Кате стало страшно за нее. Каково это — знать каждый миг о всех зверствах, творимых в этот миг на земле? Знать, что ты в силах помочь… Можно ли, зная, что можешь, — не прийти на помощь? И можно ли, помогая всем и всегда каждый миг, не утратить себя?
Не зря Даша Чуб переживала, что их Маша пропала. Их Машу растащили, разобрали по дням, по минутам, секундам на годы вперед — и сотни сотен людей в Дальней Пустыни ждали своей очереди…
Быть может, Катя спросила это вслух, а может быть, в том и не было надобности, — только Маша ответила:
— Все верно… Знай, из великой любви Господь сделал людей слепыми. Посмотри на меня и не пытайся прозреть. Только слепой может быть счастливым. Пойдешь туда, куда я, обратно уже не вернешься.
— Бедная…
— Не грусти, я привыкла… И с праздником для нас ты отменно придумала. Знаешь, Катя, мне так спокойно с тобой. Когда ты рядом со мной, Город молчит. Видно, оттого, что ты намерена вновь говорить за него.

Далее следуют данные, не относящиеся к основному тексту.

// Multistream orchestration
//
// Fans one input out to several streaming platforms through a single
// daemon process. Destination `i` is the process output
// `<platform>_<i>`, so destinations can be attached, retargeted or
// detached while the process runs. Stream keys stay out of logs.

use chrono::Utc;
use secrecy::{ExposeSecret, SecretString};
use strum::{Display, EnumIter, EnumString};
use tracing::{debug, info};

use crate::client::RestreamerClient;
use crate::error::Error;
use crate::models::NewProcess;

/// Frame orientation of the source or of a destination.
#[derive(Debug, Clone, Copy, Default, PartialEq, Eq, Hash, Display, EnumString, EnumIter)]
#[strum(serialize_all = "lowercase", ascii_case_insensitive)]
pub enum Orientation {
    #[default]
    Auto,
    Horizontal,
    Vertical,
    Square,
}

impl Orientation {
    /// Classify a frame size. Ratios within 0.05 of 1:1 are square; a
    /// zero dimension gives `Auto`.
    pub fn detect(width: u32, height: u32) -> Self {
        if width == 0 || height == 0 {
            return Self::Auto;
        }
        let ratio = f64::from(width) / f64::from(height);
        if (ratio - 1.0).abs() < 0.05 {
            Self::Square
        } else if ratio < 1.0 {
            Self::Vertical
        } else {
            Self::Horizontal
        }
    }
}

/// FFmpeg video filter reframing `source` for a `target` destination, or
/// `None` when the frame passes through unchanged.
pub fn video_filter(source: Orientation, target: Orientation) -> Option<&'static str> {
    use Orientation::{Horizontal, Square, Vertical};

    match (source, target) {
        (s, t) if s == t => None,
        (Horizontal, Vertical) => Some("crop=ih*9/16:ih,scale=1080:1920"),
        (Vertical, Horizontal) => Some("crop=iw:iw*9/16,scale=1920:1080"),
        (Square, Horizontal) => Some("scale=1920:1080,setsar=1"),
        (Square, Vertical) => Some("scale=1080:1920,setsar=1"),
        (_, Square) => Some("scale=1080:1080,setsar=1"),
        _ => None,
    }
}

/// Streaming platform with a well-known ingest endpoint.
#[derive(Debug, Clone, Copy, PartialEq, Eq, Hash, Display, EnumString, EnumIter)]
#[strum(serialize_all = "lowercase", ascii_case_insensitive)]
pub enum Platform {
    Twitch,
    YouTube,
    Facebook,
    Kick,
    TikTok,
    Instagram,
    #[strum(to_string = "x", serialize = "twitter")]
    X,
    Custom,
}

— Возьми пряник, прошу, — не столько предложила, сколько попросила Катерина, желая подсластить чересчур прямолинейную Машину правду. — Я ведь за шесть лет елку здесь всего раз поставила. В первый год, как мы поселились. Для тебя. А ты тогда ко мне не пришла. Не объясняй. Знаю почему... Ну, а после ты пропала, а Митя мой иудей… Какая елка? Она ж тут Рождественская. Это мы ее на Новый год ставим. А они 24 декабря — в навечерье Христово. Но это уже не то, не по-нашему… Вот я и подумала, раз мы над временем властны, почему б нам наш праздник не встретить. Отвлечься, не думать о грустном. Мы так отдалились друг от друга…

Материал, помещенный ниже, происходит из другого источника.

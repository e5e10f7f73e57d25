// Monitoring endpoints
//
// Read-only views of live sessions, daemon logs and metrics.

use reqwest::Method;
use serde_json::Value;
use tracing::debug;

use crate::client::RestreamerClient;
use crate::endpoint::PathBuilder;
use crate::error::Error;
use crate::models::{ActiveSessions, SessionList};

impl RestreamerClient {
    /// List live client sessions.
    ///
    /// `GET /api/v3/sessions` -> `{"sessions": [...]}`
    pub async fn get_sessions(&mut self) -> Result<SessionList, Error> {
        let resp = self
            .call(Method::GET, &PathBuilder::api().lit("sessions").build(), None)
            .await?;
        self.decode_list(&resp, Some("sessions"))
    }

    /// Summary of all active sessions.
    ///
    /// `GET /api/v3/session/active`
    pub async fn get_active_sessions(&mut self) -> Result<ActiveSessions, Error> {
        self.get(&PathBuilder::api().lit("session").lit("active").build())
            .await
    }

    /// Daemon log as text.
    ///
    /// `GET /api/v3/log`
    ///
    /// A JSON string body is returned as-is; any other JSON is
    /// pretty-printed.
    pub async fn get_logs(&mut self) -> Result<String, Error> {
        let logs: Value = self.get(&PathBuilder::api().lit("log").build()).await?;
        match logs {
            Value::String(text) => Ok(text),
            other => {
                let pretty = serde_json::to_string_pretty(&other).map_err(|e| {
                    Error::UnexpectedResponse(format!("failed to format logs: {e}"))
                });
                self.record(pretty)
            }
        }
    }

    /// Describe the metrics the daemon collects.
    ///
    /// `GET /api/v3/metrics`
    pub async fn get_metrics_list(&mut self) -> Result<Value, Error> {
        self.get(&PathBuilder::api().lit("metrics").build()).await
    }

    /// Run a metrics query.
    ///
    /// `PUT /api/v3/metrics` with the query JSON
    pub async fn query_metrics(&mut self, query: &Value) -> Result<Value, Error> {
        if !query.is_object() {
            return self.invalid("metrics query must be a JSON object");
        }
        debug!("querying metrics");
        let resp = self
            .send_json(Method::PUT, &PathBuilder::api().lit("metrics").build(), query)
            .await?;
        self.decode(&resp)
    }

    /// Metrics in the Prometheus text exposition format.
    ///
    /// `GET /metrics` (no token)
    pub async fn get_prometheus_metrics(&mut self) -> Result<String, Error> {
        let resp = self
            .call_public(Method::GET, &PathBuilder::root("/metrics").build())
            .await?;
        Ok(resp.text())
    }
}
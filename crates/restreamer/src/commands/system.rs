//! Daemon-level command handlers: health, identity, login, skills and
//! daemon configuration.

use std::fmt::Write as _;

use restreamer_api::{ApiInfo, CodecKind, RestreamerClient, Skills};

use crate::cli::{
    CodecKindArg, GlobalOpts, OutputFormat, ServerConfigArgs, ServerConfigCommand, SkillsArgs,
    SkillsCommand,
};
use crate::error::CliError;
use crate::output;

use super::util;

impl From<CodecKindArg> for CodecKind {
    fn from(kind: CodecKindArg) -> Self {
        match kind {
            CodecKindArg::Audio => Self::Audio,
            CodecKindArg::Video => Self::Video,
            CodecKindArg::Subtitle => Self::Subtitle,
        }
    }
}

fn info_detail(i: &ApiInfo) -> String {
    [
        format!("Name:       {}", i.name),
        format!("Version:    {}", i.version),
        format!("Built:      {}", i.build_date),
        format!("Commit:     {}", i.commit),
    ]
    .join("\n")
}

fn skills_detail(s: &Skills) -> String {
    let mut out = String::new();
    let _ = writeln!(out, "FFmpeg:     {}", s.ffmpeg.version);
    let _ = writeln!(out, "Compiler:   {}", s.ffmpeg.compiler);
    for lib in &s.ffmpeg.libs {
        let _ = writeln!(out, "  {:<14} {}", lib.name, lib.linked);
    }
    let _ = writeln!(
        out,
        "Codecs:     {} video, {} audio, {} subtitle",
        s.codecs.video.len(),
        s.codecs.audio.len(),
        s.codecs.subtitle.len()
    );
    let _ = writeln!(out, "Filters:    {}", s.filters.len());
    let _ = writeln!(
        out,
        "Formats:    {} demuxers, {} muxers",
        s.formats.demuxers.len(),
        s.formats.muxers.len()
    );
    let _ = writeln!(
        out,
        "Protocols:  {} input, {} output",
        s.protocols.input.len(),
        s.protocols.output.len()
    );
    let hwaccels: Vec<&str> = s.hwaccels.iter().map(|h| h.id.as_str()).collect();
    let _ = write!(
        out,
        "HW accel:   {}",
        if hwaccels.is_empty() {
            "-".into()
        } else {
            hwaccels.join(", ")
        }
    );
    out
}

// ── Handlers ────────────────────────────────────────────────────────

pub async fn ping(client: &mut RestreamerClient, global: &GlobalOpts) -> Result<(), CliError> {
    client.ping().await?;
    output::print_output("pong", global.quiet);
    Ok(())
}

pub async fn info(client: &mut RestreamerClient, global: &GlobalOpts) -> Result<(), CliError> {
    let info = client.get_info().await?;
    let out = output::render_single(&global.output, &info, info_detail, |i| i.version.clone());
    output::print_output(&out, global.quiet);
    Ok(())
}

pub async fn login(client: &mut RestreamerClient, global: &GlobalOpts) -> Result<(), CliError> {
    client.force_login().await?;
    if !global.quiet {
        match client.token_expires_at() {
            Some(expiry) => eprintln!(
                "Logged in to {}, token valid until {}",
                client.base_url(),
                expiry
                    .with_timezone(&chrono::Local)
                    .format("%Y-%m-%d %H:%M:%S")
            ),
            None => eprintln!("Logged in to {}", client.base_url()),
        }
    }
    Ok(())
}

pub async fn skills(
    client: &mut RestreamerClient,
    args: SkillsArgs,
    global: &GlobalOpts,
) -> Result<(), CliError> {
    match args.command {
        SkillsCommand::Show => {
            let skills = client.get_skills().await?;
            let out = output::render_single(&global.output, &skills, skills_detail, |s| {
                s.ffmpeg.version.clone()
            });
            output::print_output(&out, global.quiet);
        }
        SkillsCommand::Reload => {
            client.reload_skills().await?;
            if !global.quiet {
                eprintln!("FFmpeg capabilities re-detected");
            }
        }
        SkillsCommand::Encoders { kind } => {
            let skills = client.get_skills().await?;
            let encoders: Vec<&str> = skills.encoders(kind.into()).collect();
            let out = match global.output {
                OutputFormat::Json => output::render_json_pretty(&encoders),
                OutputFormat::JsonCompact => output::render_json_compact(&encoders),
                OutputFormat::Yaml => output::render_yaml(&encoders),
                OutputFormat::Table | OutputFormat::Plain => encoders.join("\n"),
            };
            output::print_output(&out, global.quiet);
        }
    }
    Ok(())
}

pub async fn server_config(
    client: &mut RestreamerClient,
    args: ServerConfigArgs,
    global: &GlobalOpts,
) -> Result<(), CliError> {
    match args.command {
        ServerConfigCommand::Get => {
            let config = client.get_config().await?;
            output::print_output(&output::render_value(&global.output, &config), global.quiet);
        }
        ServerConfigCommand::Set { config, reload } => {
            let config = util::read_json_input(&config)?;
            if !util::confirm(
                "Replace the daemon configuration?",
                global.yes,
                "server-config set",
            )? {
                return Ok(());
            }
            client.set_config(&config).await?;
            if reload {
                client.reload_config().await?;
            }
            if !global.quiet {
                eprintln!(
                    "Daemon configuration stored{}",
                    if reload { " and reloaded" } else { "" }
                );
            }
        }
        ServerConfigCommand::Reload => {
            client.reload_config().await?;
            if !global.quiet {
                eprintln!("Daemon configuration reloaded");
            }
        }
    }
    Ok(())
}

— Наш праздник — это какой? — спросила лжеотрок. — Ведовской?
— Наш — это Новый год. 31 декабря…
— А после смены стилей 13-е.
— Да, в нашем времени — Старый Новый год.

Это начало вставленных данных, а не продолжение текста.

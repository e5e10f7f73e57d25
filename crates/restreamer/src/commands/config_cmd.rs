//! Config subcommand handlers.

use std::fmt::Write as _;

use dialoguer::{Input, Select};

use restreamer_config::{Config, Profile};

use crate::cli::{ConfigArgs, ConfigCommand, GlobalOpts};
use crate::config;
use crate::error::CliError;
use crate::output;

// ── Helpers ─────────────────────────────────────────────────────────

/// Format config for display, masking sensitive fields.
fn format_config_redacted(cfg: &Config) -> String {
    let mut out = String::new();

    if let Some(ref default) = cfg.default_profile {
        let _ = writeln!(out, "default_profile = \"{default}\"");
    }
    let _ = writeln!(out);
    let _ = writeln!(out, "[defaults]");
    let _ = writeln!(out, "output = \"{}\"", cfg.defaults.output);
    let _ = writeln!(out, "insecure = {}", cfg.defaults.insecure);
    let _ = writeln!(out, "timeout = {}", cfg.defaults.timeout);

    let mut names: Vec<_> = cfg.profiles.iter().collect();
    names.sort_by_key(|(name, _)| name.as_str());
    for (name, p) in names {
        let _ = writeln!(out);
        let _ = writeln!(out, "[profiles.{name}]");
        let _ = writeln!(out, "url = \"{}\"", p.url);
        if let Some(ref u) = p.username {
            let _ = writeln!(out, "username = \"{u}\"");
        }
        if p.password.is_some() {
            let _ = writeln!(out, "password = \"****\"");
        }
        if let Some(ref env) = p.password_env {
            let _ = writeln!(out, "password_env = \"{env}\"");
        }
        if let Some(ref ca) = p.ca_cert {
            let _ = writeln!(out, "ca_cert = \"{}\"", ca.display());
        }
        if let Some(insecure) = p.insecure {
            let _ = writeln!(out, "insecure = {insecure}");
        }
        if let Some(timeout) = p.timeout {
            let _ = writeln!(out, "timeout = {timeout}");
        }
    }

    out
}

/// Same masking for structured output formats.
fn redacted(cfg: &Config) -> Config {
    Config {
        default_profile: cfg.default_profile.clone(),
        defaults: restreamer_config::Defaults {
            output: cfg.defaults.output.clone(),
            insecure: cfg.defaults.insecure,
            timeout: cfg.defaults.timeout,
        },
        profiles: cfg
            .profiles
            .iter()
            .map(|(name, p)| {
                let mut p = p.clone();
                if p.password.is_some() {
                    p.password = Some("****".into());
                }
                (name.clone(), p)
            })
            .collect(),
    }
}

/// Map a dialoguer / interactive I/O failure into CliError.
fn prompt_err(e: impl std::fmt::Display) -> CliError {
    CliError::Validation {
        field: "interactive".into(),
        reason: format!("prompt failed: {e}"),
    }
}

fn unknown_profile(cfg: &Config, name: &str) -> CliError {
    let mut available: Vec<&str> = cfg.profiles.keys().map(String::as_str).collect();
    available.sort_unstable();
    CliError::ProfileNotFound {
        name: name.into(),
        available: if available.is_empty() {
            "(none)".into()
        } else {
            available.join(", ")
        },
    }
}

/// Ask where the password goes. Returns `Some(password)` for plaintext
/// config, `None` once it is in the keyring.
fn prompt_password_storage(profile_name: &str, password: &str) -> Result<Option<String>, CliError> {
    let choices = &[
        "Store in system keyring (recommended)",
        "Save to config file (plaintext)",
    ];
    let selection = Select::new()
        .with_prompt("Where to store the password?")
        .items(choices)
        .default(0)
        .interact()
        .map_err(prompt_err)?;

    if selection == 0 {
        restreamer_config::store_password(profile_name, password)?;
        eprintln!("   ✓ Password stored in system keyring");
        Ok(None)
    } else {
        Ok(Some(password.to_owned()))
    }
}

// ── Handler ─────────────────────────────────────────────────────────

pub fn handle(args: ConfigArgs, global: &GlobalOpts) -> Result<(), CliError> {
    match args.command {
        ConfigCommand::Init => init(),

        ConfigCommand::Show => {
            let cfg = config::load_config_or_default();
            let out = output::render_single(
                &global.output,
                &redacted(&cfg),
                format_config_redacted,
                |_| config::config_path().display().to_string(),
            );
            output::print_output(&out, global.quiet);
            Ok(())
        }

        ConfigCommand::Path => {
            println!("{}", config::config_path().display());
            Ok(())
        }

        ConfigCommand::Profiles => {
            let cfg = config::load_config_or_default();
            let default = cfg.default_profile.as_deref().unwrap_or("default");
            if cfg.profiles.is_empty() {
                eprintln!("No profiles configured. Run: restreamer config init");
            } else {
                let mut names: Vec<&String> = cfg.profiles.keys().collect();
                names.sort();
                for name in names {
                    let marker = if name == default { " *" } else { "" };
                    println!("{name}{marker}");
                }
            }
            Ok(())
        }

        ConfigCommand::SetPassword { profile } => {
            let cfg = config::load_config_or_default();
            let profile_name =
                profile.unwrap_or_else(|| config::active_profile_name(global, &cfg));
            if !cfg.profiles.contains_key(&profile_name) {
                return Err(unknown_profile(&cfg, &profile_name));
            }

            let password = rpassword::prompt_password("Password: ").map_err(prompt_err)?;
            if password.is_empty() {
                return Err(CliError::Validation {
                    field: "password".into(),
                    reason: "value cannot be empty".into(),
                });
            }
            restreamer_config::store_password(&profile_name, &password)?;
            eprintln!("✓ Password stored in system keyring for profile '{profile_name}'");
            Ok(())
        }
    }
}

/// Interactive wizard writing a single-profile config.
fn init() -> Result<(), CliError> {
    let config_path = config::config_path();
    eprintln!("Restreamer CLI configuration wizard");
    eprintln!("   Config path: {}\n", config_path.display());

    let profile_name: String = Input::new()
        .with_prompt("Profile name")
        .default("default".into())
        .interact_text()
        .map_err(prompt_err)?;

    let url: String = Input::new()
        .with_prompt("Daemon URL")
        .default("http://localhost:8080".into())
        .validate_with(|input: &String| -> Result<(), String> {
            restreamer_api::Connection::from_url(input)
                .map(|_| ())
                .map_err(|e| e.to_string())
        })
        .interact_text()
        .map_err(prompt_err)?;

    let username: String = Input::new()
        .with_prompt("Username (empty for public endpoints only)")
        .allow_empty(true)
        .interact_text()
        .map_err(prompt_err)?;

    let (username, password) = if username.is_empty() {
        (None, None)
    } else {
        let password = rpassword::prompt_password("Password: ").map_err(prompt_err)?;
        if password.is_empty() {
            return Err(CliError::Validation {
                field: "password".into(),
                reason: "password cannot be empty".into(),
            });
        }
        let stored = prompt_password_storage(&profile_name, &password)?;
        (Some(username), stored)
    };

    let mut cfg = config::load_config_or_default();
    cfg.profiles.insert(
        profile_name.clone(),
        Profile {
            url,
            username,
            password,
            ..Profile::default()
        },
    );
    cfg.default_profile = Some(profile_name.clone());
    restreamer_config::save_config(&cfg)?;

    eprintln!("\n✓ Configuration written to {}", config_path.display());
    eprintln!("  Active profile: {profile_name}");
    eprintln!("\n  Test it: restreamer info");
    Ok(())
}

#[cfg(test)]
mod tests {
    use super::*;

    #[test]
    fn show_masks_passwords() {
        let mut cfg = Config::default();
        cfg.profiles.insert(
            "studio".into(),
            Profile {
                url: "http://studio:8080".into(),
                username: Some("admin".into()),
                password: Some("hunter2".into()),
                ..Profile::default()
            },
        );

        let text = format_config_redacted(&cfg);
        assert!(text.contains("[profiles.studio]"));
        assert!(text.contains("password = \"****\""));
        assert!(!text.contains("hunter2"));

        let masked = redacted(&cfg);
        assert_eq!(
            masked.profiles["studio"].password.as_deref(),
            Some("****")
        );
    }
}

— Новый год всегда был языческим праздником, — сказала Маша. — Позже церковь приурочила к нему Рождество, и языческие обряды стали рождественскими. Затем советская власть отменила Рождество, рождественские традиции стали советскими, новогодними. Так круг замкнулся. И ведьмацкий, советский — наверное, разницы нет.
— Вот видишь. Ведьмацкий, советский — все Богу противно. А ты на Отмену идти не хочешь, — безнадежно пожурила ее Катерина.
Маша посмотрела на елку так, точно увидела впервые. Ее рука коснулась елочного шара — дореволюционный шар был очень тяжелым, из цельного стекла.
— Ты ж не поможешь мне перевезти царскую семью за границу? — кротко вздохнула она.
— Нет, — Катя оценила гуманное построение фразы. Сказать в ответ на «ты ж не поможешь?» короткое «нет» было гораздо легче, чем отвечать на вопрос «Ты поможешь мне?», оправдываясь и извиняясь. — Прости уж меня.
— То путь твоей души, Катя. Хоть и не знаю, куда он ведет… Чем ближе ты, тем меньше я тебя вижу. Чем дальше, тем труднее мне завтра прочесть.
— Почему?
— Слишком оно от судьбы моей неотделимо. А я не вижу своей судьбы. Чью угодно — но не свою.